Cloudflare has reported that it successfully neutralized the largest recorded DDoS attack in history. The attack, a 26 million request per second onslaught, targeted a customer on the Cloudflare free plan. Luckily for the customer, the Cloudflare security system was able to automatically detect and neutralize the threat.
Just like it was in a previous 15 million request per second attack (rps) – which was also successfully mitigated by the platform – this attack originated not from residential internet service providers but from cloud service providers. As such, it is safe to rule out the relatively weaker Internet of Things devices (IoT) as tools for this sort of attack. Instead, they are usually indicative of malicious actors hijacking virtual machines and powerful servers capable of generating such large-scale requests.
One Record-Breaking Attack After the Other
In the past year alone, the sophistication of DDoS attacks has seen a remarkable increase. Beginning as far back as August 2021, a 17.2 million rps HTTPS DDoS attack was recorded and stopped by Cloudflare, before another 15 million rps HTTPS attack was recorded again in April 2022.
The 26 million rps attack just announced by the company was said to originate from a group of small but powerful botnets consisting of no less than 5000 devices. Each node generated an average of 5,200 rps at its peak.
Cloudflare’s security system for detecting and mitigating these large-scale HTTP DDoS attacks is none other than their HTTPS DDoS Managed Ruleset, powered by the company’s own automated edge DDOS protection system.
Tracking DDoS Botnets
The company also reported that they have been tracking another much larger botnet which apparently consists of more than 730,000 devices. The total requests from this botnet, however, could only equate to about 1.3 requests per second for each device, totaling a cumulative of no more than 1 million requests per second.
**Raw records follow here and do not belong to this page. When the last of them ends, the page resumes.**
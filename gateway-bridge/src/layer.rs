//! Tower layers for invocation services.
//!
//! - [`AdapterLayer`](crate::AdapterLayer): wraps an HTTP service so it accepts invocation events.
//! - [`DebugLayer`]: logs every event and envelope passing through an invocation service.
//!
//! ## Layer Stack Order
//!
//! `DebugLayer` sits outside the adapter so it sees the raw event and the
//! final envelope:
//!
//! ```rust,ignore
//! use gateway_bridge::{AdapterConfig, AdapterLayer, DebugLayer};
//! use tower::ServiceBuilder;
//!
//! let svc = ServiceBuilder::new()
//!     .layer(DebugLayer::new())                               // Outer: event/envelope dump
//!     .layer(AdapterLayer::<Body>::new(AdapterConfig::from_env())) // Inner: decode/encode
//!     .service(router);
//! ```
//!
//! ```text
//! ┌──────────────────────────────────┐
//! │           DebugLayer             │  ← logs event JSON, envelope JSON
//! │  ┌────────────────────────────┐  │
//! │  │         Adapter            │  │  ← event → request, response → envelope
//! │  │  ┌──────────────────────┐  │  │
//! │  │  │      Handler         │  │  │  ← your HTTP service
//! │  │  └──────────────────────┘  │  │
//! │  └────────────────────────────┘  │
//! └──────────────────────────────────┘
//! ```

mod debug;

pub use debug::{DebugLayer, DebugService};
//! Query string handling.
//!
//! v1 envelopes carry decoded query parameters as a flat object, which is
//! re-encoded here with keys in lexicographic order. v2 envelopes carry the
//! gateway's own encoded string, which is passed through untouched.

use std::collections::BTreeMap;

use crate::error::DecodeError;

/// Encode a flat parameter map as a form-encoded query string.
///
/// Keys are emitted in lexicographic order. Returns `None` for an empty map so
/// callers never append a bare `?`.
///
/// # Example
///
/// ```
/// use std::collections::BTreeMap;
/// use gateway_bridge_core::encode_query;
///
/// let params = BTreeMap::from([
///     ("b".to_string(), "2".to_string()),
///     ("a".to_string(), "1".to_string()),
/// ]);
/// assert_eq!(encode_query(&params).unwrap().as_deref(), Some("a=1&b=2"));
/// ```
pub fn encode_query(params: &BTreeMap<String, String>) -> Result<Option<String>, DecodeError> {
    if params.is_empty() {
        return Ok(None);
    }

    let encoded = serde_qs::to_string(params).map_err(DecodeError::request)?;
    Ok(Some(encoded))
}

/// Pass a pre-encoded query string through, treating empty as absent.
pub fn raw_query(raw: &str) -> Option<&str> {
    if raw.is_empty() { None } else { Some(raw) }
}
The 26 million rps DDoS botnet just mitigated was able to generate far more thanks to its use of powerful virtual machines and dedicated servers.
Another point the company made sure to emphasize in the report is the fact that these attacks are specifically HTTPS DDoS attacks, which are generally more expensive to perpetuate thanks to the higher cost involved in getting a secure TLS encrypted connection.
Not only do they cost more for the attackers to launch, they also cost more for the recipient to stop. In less than 30 seconds, the attackers were able to launch more than 212 million HTTPS requests per second, all coming from 121 countries, among which Indonesia, the USA, Russia, and Brazil were the highest sources.
DDoS and a Secure Future for the Internet
Looking at Cloudflare’s DDoS trends report, it is clear that most of the DDoS threat landscape is filled with small-level attacks such as cyber vandalism. Of course, these “small” attacks are more than capable of causing profound consequences.
On the other hand, large-level attacks continue to grow in size and frequency but are carried out quickly.
For a safer internet, it becomes more and more imperative that webmasters and business owners secure their online assets with solid, always-on protection that is self-sufficient and does not require human intervention in preventing and stopping attacks in real-time.